Classes

Hello,

1. Why is there '&' symbol in this parameter??
CVector operator+ (const CVector& first, const CVector& second)
or this one also
bool Dummy :: isitme(Dummy& isme)

2. Actually, I dont really understand what is "this" keyword is.
like in this code :

bool Dummy::isitme (Dummy& param)
{
  if (&param == this) return true;
  else return false;
}

Can somebody explain it to me..

3. And why is there '*' symbol in the "this" keyword??

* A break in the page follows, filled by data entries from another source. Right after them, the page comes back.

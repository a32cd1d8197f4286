//! Text extraction engine trait.

use crate::Result;
use crate::plugins::Plugin;
use crate::types::DocumentMetadata;
use async_trait::async_trait;

/// Output of one text extraction call.
#[derive(Debug, Clone, Default, PartialEq)]
pub struct TextExtraction {
    /// Text of the requested pages, in page order.
    pub text: String,
    /// Document metadata; `number_of_pages` counts the whole document, not the pages requested.
    pub metadata: DocumentMetadata,
}

impl TextExtraction {
    pub fn page_count(&self) -> u32 {
        self.metadata.number_of_pages
    }
}

/// Adapter over a PDF parsing engine.
#[async_trait]
pub trait TextExtractionEngine: Plugin {
    /// Extract the text of `pages` (1-based), or of every page when `None`.
    ///
    /// A page that cannot be parsed fails the whole call; the caller decides
    /// whether to skip the chunk.
    async fn extract(&self, pdf: &[u8], pages: Option<&[u32]>) -> Result<TextExtraction>;

    /// Cheap first pass returning page count and metadata, touching at most one page.
    async fn probe(&self, pdf: &[u8]) -> Result<TextExtraction> {
        self.extract(pdf, Some(&[1])).await
    }
}
//! Running external engines as subprocesses.

use std::ffi::OsStr;
use std::process::{Output, Stdio};
use tokio::io::AsyncWriteExt;
use tokio::process::Command;
use tokio::time::{Duration, timeout};

#[derive(Debug, thiserror::Error)]
pub enum CommandError {
    #[error("{program} was not found in PATH")]
    NotFound { program: String },

    #[error("Failed to run {program}: {source}")]
    Io {
        program: String,
        #[source]
        source: std::io::Error,
    },

    #[error("{program} timed out after {seconds} seconds")]
    TimedOut { program: String, seconds: u64 },

    #[error("{program} exited with {status}: {stderr}")]
    Failed {
        program: String,
        status: std::process::ExitStatus,
        stderr: String,
    },
}

/// Run `program` to completion, feeding `stdin` when given.
///
/// A non-zero exit status is an error carrying the trimmed stderr. The timeout
/// covers feeding stdin as well as collecting output; on timeout the child is
/// killed when its handle is dropped.
pub async fn run_command<I, S>(
    program: &str,
    args: I,
    stdin: Option<&[u8]>,
    timeout_secs: u64,
) -> Result<Output, CommandError>
where
    I: IntoIterator<Item = S>,
    S: AsRef<OsStr>,
{
    let mut child = Command::new(program)
        .args(args)
        .stdin(if stdin.is_some() { Stdio::piped() } else { Stdio::null() })
        .stdout(Stdio::piped())
        .stderr(Stdio::piped())
        .kill_on_drop(true)
        .spawn()
        .map_err(|source| match source.kind() {
            std::io::ErrorKind::NotFound => CommandError::NotFound {
                program: program.to_string(),
            },
            _ => CommandError::Io {
                program: program.to_string(),
                source,
            },
        })?;

    // Stdin is fed from its own task while the output is drained, so a child
    // that fills its stdout pipe before reading all input cannot deadlock.
    let writer = match (stdin, child.stdin.take()) {
        (Some(input), Some(mut pipe)) => {
            let input = input.to_vec();
            Some(tokio::spawn(async move {
                let written = pipe.write_all(&input).await;
                drop(pipe);
                written
            }))
        }
        _ => None,
    };

    let run = async move {
        let output = child.wait_with_output().await?;
        if let Some(writer) = writer {
            match writer.await {
                Ok(Ok(())) => {}
                // The child may exit without consuming its input; its exit status decides.
                Ok(Err(e)) if e.kind() == std::io::ErrorKind::BrokenPipe => {}
                Ok(Err(e)) => return Err(e),
                Err(e) => return Err(std::io::Error::other(e)),
            }
        }
        Ok(output)
    };

    let output = match timeout(Duration::from_secs(timeout_secs), run).await {
        Ok(Ok(output)) => output,
        Ok(Err(source)) => {
            return Err(CommandError::Io {
                program: program.to_string(),
                source,
            });
        }
        Err(_) => {
            return Err(CommandError::TimedOut {
                program: program.to_string(),
                seconds: timeout_secs,
            });
        }
    };

    if !output.status.success() {
        return Err(CommandError::Failed {
            program: program.to_string(),
            status: output.status,
            stderr: String::from_utf8_lossy(&output.stderr).trim().to_string(),
        });
    }

    Ok(output)
}

/// `true` when `program --version` can be executed.
pub async fn is_available(program: &str) -> bool {
    Command::new(program)
        .arg("--version")
        .stdout(Stdio::null())
        .stderr(Stdio::null())
        .status()
        .await
        .is_ok()
}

CVector& CVector::operator= (const CVector& param)
{
  x=param.x;
  y=param.y;
  return *this;
}

Thanks..

Last edited on

jonnin (11331)

& means pass by reference. If you do that, and the routine changes the variable, the variable it was called with is ALSO changed, since it is an 'alias' for the input. So the const stops you from changing it -- some routines change on purpose as a form of returning the result. When its used with const, its done just to avoid copying the original into a new variable, which takes a lot of time for classes and containers.

this means the one that belongs to the class.
here, in your example, EDIT … its check to see if itself was passed in by using the address. So if you had a reference or a pointer to something and the original, you can see if they are the same thing. Which seems kind of messed up to me …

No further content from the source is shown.